Un ultimo punto vorrei toccare e riguarda la proposta programmatica di un «new deal europeo». Ciò di cui abbiamo bisogno è di qualcosa di analogo a quel Piano del lavoro che la CGIL, allora guidata da Giuseppe Di Vittorio propose nel 1948 . Se il lavoro, come credo, non è una merce ma un bene, se il lavoro è, come ha scritto Claudio Napoleoni, «lo strumento, peculiarmente umano, col quale l’uomo consegue i suoi fini», se è lo strumento mediante il quale l’uomo puà comprendere e trasformare il mondo in tutte le sue dimensioni, allora dobbiamo decidere oggi quali sono i fini che riteniamo oggi socialmente essenziali.
Dobbiamo proporre, in Europa e in Italia, un programma che consenta di impiegare tutta la forza lavoro disponibile per le opere necessarie per assicurare al nostro territorio, alla porzione dell’"habitat dell’uomo” che ricade sotto il nostro governo, la tutela e lo sviluppo delle qualità naturali, storiche, sociali già presenti.

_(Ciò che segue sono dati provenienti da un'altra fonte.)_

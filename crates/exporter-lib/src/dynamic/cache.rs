//! Resource cache keyed by `namespace/name`
//!
//! Holds the last observed shape of every watched object. Writers take the
//! exclusive lock for a single map mutation; a scrape takes the shared lock
//! for its whole duration and so sees one point-in-time snapshot.

use super::extract::resource_key;
use parking_lot::{RwLock, RwLockReadGuard};
use serde_json::Value;
use std::collections::HashMap;
use tracing::debug;

/// Latest known object per resource key
#[derive(Debug, Default)]
pub struct ResourceCache {
    resources: RwLock<HashMap<String, Value>>,
}

impl ResourceCache {
    pub fn new() -> Self {
        Self::default()
    }

    /// Insert or wholesale replace an object. Returns `true` if the key was
    /// already present.
    ///
    /// Replacement is a single insert under the write lock, so readers never
    /// observe the key missing in between.
    pub fn upsert(&self, obj: &Value) -> bool {
        let key = resource_key(obj);
        let replaced = self.resources.write().insert(key.clone(), obj.clone()).is_some();
        debug!(key = %key, replaced, "Resource cached");
        replaced
    }

    /// Remove the object with the same identity as `obj`.
    pub fn remove(&self, obj: &Value) -> Option<Value> {
        let key = resource_key(obj);
        let removed = self.resources.write().remove(&key);
        debug!(key = %key, found = removed.is_some(), "Resource removed");
        removed
    }

    /// Clone of the cached object under `key`
    pub fn get(&self, key: &str) -> Option<Value> {
        self.resources.read().get(key).cloned()
    }

    pub fn contains(&self, key: &str) -> bool {
        self.resources.read().contains_key(key)
    }

    pub fn len(&self) -> usize {
        self.resources.read().len()
    }

    pub fn is_empty(&self) -> bool {
        self.resources.read().is_empty()
    }

    /// Hold the shared lock and expose a consistent view until dropped.
    pub fn snapshot(&self) -> CacheSnapshot<'_> {
        CacheSnapshot {
            guard: self.resources.read(),
        }
    }
}

/// Read view of the cache; writers are blocked while it is alive
pub struct CacheSnapshot<'a> {
    guard: RwLockReadGuard<'a, HashMap<String, Value>>,
}

impl CacheSnapshot<'_> {
    pub fn iter(&self) -> impl Iterator<Item = (&str, &Value)> {
        self.guard.iter().map(|(k, v)| (k.as_str(), v))
    }

    pub fn objects(&self) -> impl Iterator<Item = &Value> {
        self.guard.values()
    }

    pub fn len(&self) -> usize {
        self.guard.len()
    }

    pub fn is_empty(&self) -> bool {
        self.guard.is_empty()
    }
}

Autorevoli promotori della lista Tsipras, come Guido Viale e Luciano Gallino hanno reiteratamente argomentato e proposto i contenuti d’un nuovo Piano del lavoro, finalizzato al raccordo tra due grandi patrimoni: su un versante, la disponibilità di forza lavoro qualificata, a tutti i livelli e con tutte le articolazioni necessarie, sull’altro versante, la gigantesca fame di attività necessarie per affrontare i problemi impellenti della stabilità idrogeologica, della messa in valore dei nostri patrimoni naturali e culturali, dell’apprestamento delle opere e dei servizi necessari per la formazione, la salute, l’assistenza, il risanamento e l’utilizzazione equa del patrimonio immobiliare pubblico e privato.
Quali risorse utilizzare per realizzare un simile programma? Anche su questo argomento non mancano le proposte. Innanzitutto la drastica riduzione delle spese militari nel rispetto dell’art. 11 della Costituzione, a cominciare dall’arresto del programma degli F35, e delle nuove fregate multimissione. Poi la riconversione dei finanziamenti destinati alle grandi opere inutili e dannose. Last but not least, la realizzazione di una fiscalità conforme alla Costituzione, quindi realmente progressiva, estesa, che colpisca gli evasori piccoli e grandi, che tosi i patrimoni ottenuti con la speculazione immobiliare e finanziaria e ne impedisca l’ulteriore accrescimento.
Concludo con le parole di Alexis Tsipras:
Per rendere possibile il cambiamento che vogliamo «dobbiamo alterare l’equilibrio del potere politico. Il neo-liberismo non è un fenomeno naturale ne qualcosa di invincibile. È solo il prodotto di scelte politiche in un particolare equilibrio storico di forze. E’ questo equilibrio di forze che dobbiamo concorrere a mutare».